TOP 5 BOOKS FOR YOUR WEEK-END
07/14 (Bastille Day)-15/2012

Here are the latest titles added to my Goodreads TBR,
I suggest them as the top 5 books for your week-end.
FICTION

Stoner
William Stoner is born at the end of the nineteenth century into a dirt-poor Missouri farming family. Sent to the state university to study agronomy, he instead falls in love with English literature and embraces a scholar’s life, so different from the hardscrabble existence he has known. And yet as the years pass, Stoner encounters a succession of disappointments: marriage into a “proper” family estranges him from his parents; his career is stymied; his wife and daughter turn coldly away from him; a transforming experience of new love ends under threat of scandal. Driven ever deeper within himself, Stoner rediscovers the stoic silence of his forebears and confronts an essential solitude.John Williams’s luminous and deeply moving novel is a work of quiet perfection. William Stoner emerges from it not only as an archetypal American, but as an unlikely existential hero, standing, like a figure in a painting by Edward Hopper, in stark relief against an unforgiving world.
Paperback, 278 pages
Published May 5th 2010 by NYRB Classics (first published 1965)
ISBN1590171993
Crossing to Safety
Called a “magnificently crafted story . . . brimming with wisdom” by Howard Frank Mosher in The Washington Post Book World, Crossing to Safety has, since its publication in 1987, established itself as one of the greatest and most cherished American novels of the twentieth century. Tracing the lives, loves, and aspirations of two couples who move between Vermont and Wisconsin, it is a work of quiet majesty, deep compassion, and powerful insight into the alchemy of friendship and marriage.
Paperback, 368 pages
Published April 9th 2002 by Modern Library(first published 1987)
ISBN037575931X
NON-FICTION
In Honor of Bastille Day, this Sat July 14th,
these 3 books are related to France
The Most Beautiful Walk in the World: A Pedestrian in Paris
Walking is the best way to experience the romance, history, and off-the-beaten-path pleasures of Paris (and life itself, perhaps). In that spirit, the author of the popular “Immoveable Feast: A Paris Christmas” reveals the most beautiful walks through Paris.
Paperback, 320 pages
Published May 24th 2011 by Harper Perennial
ISBN 0061998540
The Sweet Life in Paris: Delicious Adventures in the World’s Most Glorious – and Perplexing – City
Like so many others, David Lebovitz dreamed about living in Paris ever since he first visited the city in the 1980s. Finally, after a nearly two-decade career as a pastry chef and cookbook author, he moved to Paris to start a new life. Having crammed all his worldly belongings into three suitcases, he arrived, hopes high, at his new apartment in the lively Bastille neighborhood.

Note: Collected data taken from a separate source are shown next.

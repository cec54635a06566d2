//! Foundation types for jsondiff.
//!
//! This crate provides the addressing types shared by the diff engine and its
//! callers. Every other jsondiff crate depends on `jsondiff-types`.
//!
//! # Key Types
//!
//! - [`Path`] — Root-relative sequence of object keys locating a node in a tree
//! - [`TypeError`] — Errors from parsing textual paths

pub mod error;
pub mod path;

pub use error::TypeError;
pub use path::Path;
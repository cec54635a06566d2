use std::fs;
use std::io::{self, Read, Write};
use std::path::Path;

use anyhow::{bail, Context};
use colored::Colorize;
use jsondiff_engine::{DiffConfig, DiffReport, Differ, DivergenceKind};
use serde_json::Value;
use tracing::debug;

use crate::cli::*;

const STDIN: &str = "-";

pub fn run_command(cli: Cli) -> anyhow::Result<()> {
    match cli.command {
        Command::Diff(args) => cmd_diff(args),
        Command::Paths(args) => cmd_paths(args),
    }
}

fn cmd_diff(args: DiffArgs) -> anyhow::Result<()> {
    let mut config = load_config(&args.input)?;
    if let Some(show) = args.show {
        config.format = show.into();
    }
    config.pretty |= args.pretty;

    let (old, new) = read_inputs(&args.input)?;
    let differ = Differ::from_config(&config);
    let tree = differ.diff_values(&old, &new)?;
    let bytes = differ.encode(&tree)?;

    let mut out = io::stdout().lock();
    out.write_all(&bytes)?;
    writeln!(out)?;
    out.flush()?;

    if args.exit_code && !tree.is_empty() {
        std::process::exit(1);
    }
    Ok(())
}

fn cmd_paths(args: PathsArgs) -> anyhow::Result<()> {
    let config = load_config(&args.input)?;
    let (old, new) = read_inputs(&args.input)?;
    let report = Differ::from_config(&config).report(&old, &new)?;

    if args.json {
        println!("{}", serde_json::to_string_pretty(&report.divergences)?);
    } else {
        print_report(&report);
    }
    Ok(())
}

fn print_report(report: &DiffReport) {
    if report.is_empty() {
        println!("No changes.");
        return;
    }
    for divergence in &report.divergences {
        let path = divergence.path.to_string();
        match divergence.kind {
            DivergenceKind::Added => println!("{} {}", "+".green().bold(), path.green()),
            DivergenceKind::Removed => println!("{} {}", "-".red().bold(), path.red()),
            DivergenceKind::Modified => println!("{} {}", "~".yellow().bold(), path),
            DivergenceKind::TypeChanged => println!("{} {}", "!".magenta().bold(), path),
        }
    }
    println!(
        "\n{} changes: {} added, {} removed, {} modified, {} type changes",
        report.len().to_string().bold(),
        report.additions(),
        report.removals(),
        report.modifications(),
        report.type_changes(),
    );
}

/// Load the optional config file and merge `--ignore` paths into it.
fn load_config(input: &InputArgs) -> anyhow::Result<DiffConfig> {
    let mut config = match &input.config {
        Some(path) => {
            let text = fs::read_to_string(path)
                .with_context(|| format!("reading config {}", path.display()))?;
            parse_config(&text).with_context(|| format!("parsing config {}", path.display()))?
        }
        None => DiffConfig::default(),
    };
    for raw in &input.ignore {
        let path = jsondiff_types::Path::parse(raw)?;
        config.ignore.push(path);
    }
    debug!(format = ?config.format, ignored = config.ignore.len(), "config loaded");
    Ok(config)
}

fn parse_config(text: &str) -> anyhow::Result<DiffConfig> {
    Ok(toml::from_str(text)?)
}

fn read_inputs(input: &InputArgs) -> anyhow::Result<(Value, Value)> {
    if is_stdin(&input.old) && is_stdin(&input.new) {
        bail!("only one of the inputs can be read from stdin");
    }
    Ok((read_document(&input.old)?, read_document(&input.new)?))
}

fn is_stdin(path: &Path) -> bool {
    path.as_os_str() == STDIN
}

fn read_document(path: &Path) -> anyhow::Result<Value> {
    let text = if is_stdin(path) {
        let mut buf = String::new();
        io::stdin()
            .read_to_string(&mut buf)
            .context("reading stdin")?;
        buf
    } else {
        fs::read_to_string(path).with_context(|| format!("reading {}", path.display()))?
    };
    serde_json::from_str(&text).with_context(|| format!("parsing {} as JSON", path.display()))
}
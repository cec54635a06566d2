use thiserror::Error;

/// Errors produced by type operations.
#[derive(Debug, Error, PartialEq, Eq)]
pub enum TypeError {
    #[error("invalid path {input:?}: {reason}")]
    InvalidPath { input: String, reason: String },
}

impl TypeError {
    pub(crate) fn invalid_path(input: impl Into<String>, reason: impl Into<String>) -> Self {
        Self::InvalidPath {
            input: input.into(),
            reason: reason.into(),
        }
    }
}
use std::sync::Arc;

use chrono::Utc;
use tokio::time::{sleep, Duration};
use tracing::{debug, error, info, warn};

use super::StatusPoller;
use crate::ports::PaymentStore;

pub const RECONCILE_BATCH_SIZE: i64 = 50;
pub const RECONCILE_MIN_AGE_SECS: i64 = 120;

/// Runs the background reconciler loop. Resolves payments whose callback never
/// arrived by polling the provider through the status poller, without
/// blocking the HTTP server.
pub async fn run_reconciler(
    store: Arc<dyn PaymentStore>,
    poller: Arc<StatusPoller>,
    interval: Duration,
) {
    info!(interval_secs = interval.as_secs(), "Payment reconciler started");

    loop {
        sleep(interval).await;

        let purged = poller.purge_cache();
        if purged > 0 {
            debug!(purged, "Expired status cache entries dropped");
        }

        match reconcile_batch(store.as_ref(), &poller).await {
            Ok(0) => {}
            Ok(count) => debug!(count, "Reconciled pending payment(s)"),
            Err(e) => error!("Reconciler batch error: {}", e),
        }
    }
}

/// One sweep over stale non-terminal payments. Returns how many were checked.
pub async fn reconcile_batch(store: &dyn PaymentStore, poller: &StatusPoller) -> anyhow::Result<usize> {
    let cutoff = Utc::now() - chrono::Duration::seconds(RECONCILE_MIN_AGE_SECS);
    let pending = store.list_unsettled(cutoff, RECONCILE_BATCH_SIZE).await?;

    if pending.is_empty() {
        return Ok(0);
    }

    debug!("Reconciling {} pending payment(s)", pending.len());

    for request in &pending {
        match poller.refresh(&request.reference).await {
            Ok(body) => debug!(
                reference = %request.reference,
                status = body["status"].as_str().unwrap_or("unknown"),
                "Payment reconciled"
            ),
            Err(e) => warn!(reference = %request.reference, error = %e, "Failed to reconcile payment"),
        }
    }

    Ok(pending.len())
}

But he soon discovered it’s a different world en France.
From learning the ironclad rules of social conduct to the mysteries of men’s footwear, from shopkeepers who work so hard not to sell you anything to the etiquette of working the right way around the cheese plate, here is David’s story of how he came to fall in love with—and even understand—this glorious, yet sometimes maddening, city.
When did he realize he had morphed into un vrai parisien? It might have been when he found himself considering a purchase of men’s dress socks with cartoon characters on them. Or perhaps the time he went to a bank with 135 euros in hand to make a 134-euro payment, was told the bank had no change that day, and thought it was completely normal. Or when he found himself dressing up to take out the garbage because he had come to accept that in Paris appearances and image mean everything.
The more than fifty original recipes, for dishes both savory and sweet, such as Pork Loin with Brown Sugar–Bourbon Glaze, Braised Turkey in Beaujolais Nouveau with Prunes, Bacon and Bleu Cheese Cake, Chocolate-Coconut Marshmallows, Chocolate Spice Bread, Lemon-Glazed Madeleines, and Mocha–Crème Fraîche Cake, will have readers running to the kitchen once they stop laughing.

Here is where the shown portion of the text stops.